**Task statement**
What is needed is an exact printout of all the data.

====== Data for this exercise

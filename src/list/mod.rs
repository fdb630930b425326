use std::alloc::{handle_alloc_error, Layout};
use std::fmt::{Debug, Formatter};
use std::marker::PhantomData;
use std::ptr::NonNull;

use log::warn;

use crate::error::Error;
use crate::list::cursor::{Cursor, CursorMut};
use crate::{IntoIter, Iter, IterMut};

pub mod cursor;
pub mod iterator;

mod algorithms;

/// The `List` is a doubly-linked list with owned nodes, implemented as a cyclic list.
/// It allows inserting, removing elements at any given position in constant time.
/// In compromise, accessing or mutating elements at any position take *O*(*n*) time.
///
/// The `List` contains:
/// - a pointer `ghost` that points to the ghost node;
/// - a length field `len`, kept equal to the number of element nodes at all
///   times, so [`List::len`] is *O*(1).
///
/// # Naming Conventions
///
/// - `front..=back`: a closed range of list nodes, both inclusive;
/// - `start..end`: a half-open range of list nodes, left inclusive and right
///   exclusive (probably the ghost node).
pub struct List<T> {
    ghost: Box<Node<Erased>>,
    pub(crate) len: usize,
    _marker: PhantomData<Box<Node<T>>>,
}

#[repr(C)]
pub(crate) struct Node<T> {
    pub(crate) next: NonNull<Node<T>>,
    pub(crate) prev: NonNull<Node<T>>,
    pub(crate) element: T,
}

#[derive(Default)]
struct Erased;

/// Nodes fragment detached from a list, used in list splitting or
/// splicing.
///
/// When detached from a list, reading of `front.prev` and `back.next`
/// is invalid.
pub(crate) struct DetachedNodes<T> {
    pub(crate) front: NonNull<Node<T>>,
    pub(crate) back: NonNull<Node<T>>,
    pub(crate) len: usize,
    _marker: PhantomData<Box<Node<T>>>,
}

/// Link `prev` and `next` to each other, in both directions.
pub(crate) unsafe fn connect<T>(mut prev: NonNull<Node<T>>, mut next: NonNull<Node<T>>) {
    prev.as_mut().next = next;
    next.as_mut().prev = prev;
}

============

**Exercise solution**
filename src/list/mod.rs
repository fdb630930b425326
use std::alloc::{handle_alloc_error, Layout};
use std::fmt::{Debug, Formatter};
use std::marker::PhantomData;
use std::ptr::NonNull;

use log::warn;

use crate::error::Error;
use crate::list::cursor::{Cursor, CursorMut};
use crate::{IntoIter, Iter, IterMut};

pub mod cursor;
pub mod iterator;

mod algorithms;

/// The `List` is a doubly-linked list with owned nodes, implemented as a cyclic list.
/// It allows inserting, removing elements at any given position in constant time.
/// In compromise, accessing or mutating elements at any position take *O*(*n*) time.
///
/// The `List` contains:
/// - a pointer `ghost` that points to the ghost node;
/// - a length field `len`, kept equal to the number of element nodes at all
///   times, so [`List::len`] is *O*(1).
///
/// # Naming Conventions
///
/// - `front..=back`: a closed range of list nodes, both inclusive;
/// - `start..end`: a half-open range of list nodes, left inclusive and right
///   exclusive (probably the ghost node).
pub struct List<T> {
    ghost: Box<Node<Erased>>,
    pub(crate) len: usize,
    _marker: PhantomData<Box<Node<T>>>,
}

#[repr(C)]
pub(crate) struct Node<T> {
    pub(crate) next: NonNull<Node<T>>,
    pub(crate) prev: NonNull<Node<T>>,
    pub(crate) element: T,
}

#[derive(Default)]
struct Erased;

/// Nodes fragment detached from a list, used in list splitting or
/// splicing.
///
/// When detached from a list, reading of `front.prev` and `back.next`
/// is invalid.
pub(crate) struct DetachedNodes<T> {
    pub(crate) front: NonNull<Node<T>>,
    pub(crate) back: NonNull<Node<T>>,
    pub(crate) len: usize,
    _marker: PhantomData<Box<Node<T>>>,
}

/// Link `prev` and `next` to each other, in both directions.
pub(crate) unsafe fn connect<T>(mut prev: NonNull<Node<T>>, mut next: NonNull<Node<T>>) {
    prev.as_mut().next = next;
    next.as_mut().prev = prev;
}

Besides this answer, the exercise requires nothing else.